The mechanism: spawn with `live_fork: true` to back guest RAM with a
memfd shared between Firecracker and the controller, then BRANCH with
UFFD_WP capturing dirty pages out-of-band so the source resumes
immediately after vCPU dump (sub-50 ms) and the memory copy completes
asynchronously. We initially planned to stay on vanilla FC, but
`mem_backend.backend_type: "Shared"` with `shared: true` is the one
upstream gap we couldn't work around without `mmap MAP_SHARED` —
hence the vendored fork at
[deeplethe/firecracker:forkd-v0.4-mem-backend-shared-v1.12](https://github.com/deeplethe/firecracker/tree/forkd-v0.4-mem-backend-shared-v1.12).
We have an open upstream proposal
([`FIRECRACKER-UPSTREAM-PROPOSAL.md`](./FIRECRACKER-UPSTREAM-PROPOSAL.md));
once that lands, the vendor requirement goes away. Tracking issue:
[#101](https://github.com/deeplethe/forkd/issues/101). Bench numbers
on a clean parent (`bench/live-fork-pause-window.md`) are in progress
— Phase 6 E2E captured pause_ms = 41-48 ms in early tests but the
parent had pre-baked guest Oopses contaminating the measurement.

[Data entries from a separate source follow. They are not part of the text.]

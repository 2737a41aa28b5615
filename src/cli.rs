use clap::{Parser, Subcommand};
use paperfold_common::TaskVariant;

#[derive(Parser)]
#[command(name = "paperfold")]
#[command(about = "紙折りテスト（メンタルペーパーフォールディング）実行ツール", long_about = None)]
pub struct Cli {
    #[command(subcommand)]
    pub command: Commands,

    /// 詳細ログを出力
    #[arg(short, long, global = true)]
    pub verbose: bool,

    /// カタログと画像の取得元（設定ファイルの data_root を上書き）
    #[arg(long, global = true)]
    pub data_root: Option<String>,
}

#[derive(Subcommand)]
pub enum Commands {
    /// 対話式でテストを実施
    Run {
        /// 課題 (task1/task2/task3)
        #[arg(short, long, default_value = "task1")]
        task: TaskVariant,

        /// 招待コードの問題セットID（指定時は招待コードモード）
        #[arg(short, long)]
        set_id: Option<String>,
    },

    /// シードから基本セットを作ってJSONで表示（保存しない）
    Sample {
        /// 課題 (task1/task2/task3)
        #[arg(short, long, default_value = "task1")]
        task: TaskVariant,

        /// シード
        #[arg(long, required = true)]
        seed: u64,

        /// 問題数（省略時は設定の max_questions）
        #[arg(long)]
        target: Option<usize>,
    },

    /// 保存済みの出題セットと回答を表示
    Status,

    /// 保存済みの状態を削除
    Reset {
        /// 課題（省略時は --all が必要）
        #[arg(short, long)]
        task: Option<TaskVariant>,

        /// 招待コードの問題セットID
        #[arg(short, long)]
        set_id: Option<String>,

        /// すべての課題・モードの状態を削除
        #[arg(long)]
        all: bool,
    },

    /// 出題セットの画像をすべて読み込んで確認
    Check {
        /// 課題 (task1/task2/task3)
        #[arg(short, long, default_value = "task1")]
        task: TaskVariant,

        /// 招待コードの問題セットID
        #[arg(short, long)]
        set_id: Option<String>,
    },

    /// 設定を表示/編集
    Config {
        /// 設定を変更（key=value）
        #[arg(long)]
        set: Option<String>,

        /// 設定を表示
        #[arg(long)]
        show: bool,
    },
}
use anyhow::Context;
use clap::Parser;
use indicatif::{ProgressBar, ProgressStyle};
use paperfold_common::{build_base_set, ItemSet, SessionDescriptor, SessionMode, TaskVariant};
use paperfold_runner::answers::PersistedAnswers;
use paperfold_runner::catalog::{catalog_source_for, load_catalog};
use paperfold_runner::cli::{Cli, Commands};
use paperfold_runner::config::Config;
use paperfold_runner::pool::PersistedPool;
use paperfold_runner::storage::{read_json, storage_key, FileStorage, StateKind, Storage};
use paperfold_runner::{logging, quiz, Session, SessionDeps};

const STATE_PREFIX: &str = "paperfolding_";

fn descriptor_for(set_id: Option<String>) -> SessionDescriptor {
    match set_id {
        Some(id) => SessionDescriptor::invite(id),
        None => SessionDescriptor::regular(),
    }
}

fn format_time(ms: i64) -> String {
    chrono::DateTime::from_timestamp_millis(ms)
        .map(|t| t.with_timezone(&chrono::Local).format("%Y-%m-%d %H:%M").to_string())
        .unwrap_or_else(|| "-".into())
}

#[tokio::main]
async fn main() -> anyhow::Result<()> {
    let cli = Cli::parse();
    logging::init(cli.verbose);

    let mut config = Config::load()?;
    if let Some(data_root) = cli.data_root.clone() {
        config.data_root = data_root;
    }

    match cli.command {
        Commands::Run { task, set_id } => {
            println!("🧩 paperfold - 紙折りテスト\n");

            let deps = SessionDeps::from_config(config)?;
            let mut session = Session::start(&descriptor_for(set_id), task, deps)
                .await
                .context("セッションを開始できません")?;
            println!(
                "✔ {}問（回答済み {}問）\n",
                session.items().len(),
                session.answered_count()
            );

            quiz::run_interactive(&mut session).await?;
        }

        Commands::Sample { task, seed, target } => {
            let source = catalog_source_for(&config.data_root);
            let catalog = load_catalog(
                source.as_ref(),
                config.variants.get(task),
                task,
                &SessionMode::Regular,
            )
            .await?;

            let target = target.unwrap_or(config.test.max_questions);
            let items = build_base_set(&catalog, seed, target, task.stratifier().buckets());
            let set = ItemSet {
                variant: task,
                items,
                seed: Some(seed),
                filter: Default::default(),
            };
            println!("{}", serde_json::to_string_pretty(&set)?);
        }

        Commands::Status => {
            let dir = config.storage_dir()?;
            let storage = FileStorage::open(&dir)?;
            println!("保存先: {}\n", dir.display());

            let keys: Vec<String> = storage
                .keys()
                .into_iter()
                .filter(|k| k.starts_with(STATE_PREFIX))
                .collect();
            if keys.is_empty() {
                println!("保存済みの状態はありません");
            }

            for key in keys {
                if key.starts_with("paperfolding_questions_") {
                    match read_json::<PersistedPool>(&storage, &key) {
                        Some(Ok(pool)) => println!(
                            "  {}: {}問 / 基本{}問 seed={} filter={} ({})",
                            key,
                            pool.items.len(),
                            pool.base_items.len(),
                            pool.seed.map(|s| s.to_string()).unwrap_or_else(|| "固定".into()),
                            pool.filter,
                            format_time(pool.timestamp)
                        ),
                        _ => println!("  {}: 読み込めません", key),
                    }
                } else if key.starts_with("paperfolding_answers_") {
                    match read_json::<PersistedAnswers>(&storage, &key) {
                        Some(Ok(answers)) => println!(
                            "  {}: 回答{}件 版{} 開始 {}",
                            key,
                            answers.answers.len(),
                            answers.version,
                            format_time(answers.start_time)
                        ),
                        _ => println!("  {}: 読み込めません", key),
                    }
                }
            }
        }

        Commands::Reset { task, set_id, all } => {
            let storage = FileStorage::open(&config.storage_dir()?)?;

            let keys: Vec<String> = if all {
                storage
                    .keys()
                    .into_iter()
                    .filter(|k| k.starts_with(STATE_PREFIX))
                    .collect()
            } else {
                let task: TaskVariant = task.context("--task か --all を指定してください")?;
                let mode = descriptor_for(set_id)
                    .mode()
                    .context("setIdが不正です")?;
                vec![
                    storage_key(StateKind::Questions, task, &mode),
                    storage_key(StateKind::Answers, task, &mode),
                ]
            };

            for key in &keys {
                storage.remove(key)?;
                println!("✔ 削除: {}", key);
            }
        }

        Commands::Check { task, set_id } => {
            println!("🔍 paperfold - 画像チェック\n");

            let deps = SessionDeps::from_config(config)?;
            let session = Session::start(&descriptor_for(set_id), task, deps).await?;
            let items = session.items().to_vec();

            let bar = ProgressBar::new(items.len() as u64);
            if let Ok(style) = ProgressStyle::with_template("{bar:40.cyan/blue} {pos}/{len} {msg}") {
                bar.set_style(style.progress_chars("#>-"));
            }

            let mut failed = Vec::new();
            for item in &items {
                bar.set_message(item.image.clone());
                let handle = session.cache().load(&item.image_path).await;
                if handle.is_placeholder() {
                    failed.push(item.image_path.clone());
                }
                bar.inc(1);
            }
            bar.finish_and_clear();

            if failed.is_empty() {
                println!("✅ {}枚すべて読み込めました", items.len());
            } else {
                println!("⚠ {}/{}枚が読み込めません:", failed.len(), items.len());
                for path in &failed {
                    println!("  - {}", path);
                }
            }
        }

        Commands::Config { set, show } => {
            let mut config = config;

            if let Some(pair) = set {
                let (key, value) = pair
                    .split_once('=')
                    .context("key=value の形式で指定してください")?;
                config.set(key.trim(), value.trim())?;
                config.save()?;
                println!("✔ {} を設定しました", key.trim());
            }

            if show {
                println!("設定: {}", Config::config_path()?.display());
                println!("{}", serde_json::to_string_pretty(&config)?);
            }
        }
    }

    Ok(())
}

> **0.1.4 contains daemon security fixes.** Two HIGH-class
> validation gaps in `POST /v1/sandboxes` (path-traversal via
> `snapshot_tag`) and `packaging/k8s/` (placeholder bearer token
> accepted at startup) affected 0.1.0–0.1.3 inclusive; users on
> those versions should upgrade. Full advisories in
> [docs/SECURITY.md#past-advisories](./docs/SECURITY.md#past-advisories).
> 0.1.3 also fixed a CLI `--tag` path-traversal (affected 0.1.0–0.1.2).
## Contributing
Pull requests welcome. Before opening one, please:
1. Open an issue describing what you want to change. APIs are still
moving; we'd rather align early than ask you to rewrite the patch.
2. `cargo fmt --all && cargo clippy --all-targets -- -D warnings && cargo test --all` locally.
3. Sign-off your commits (`git commit -s`).
## Star history
## License
Apache 2.0. See [LICENSE](./LICENSE) and [NOTICE](./NOTICE).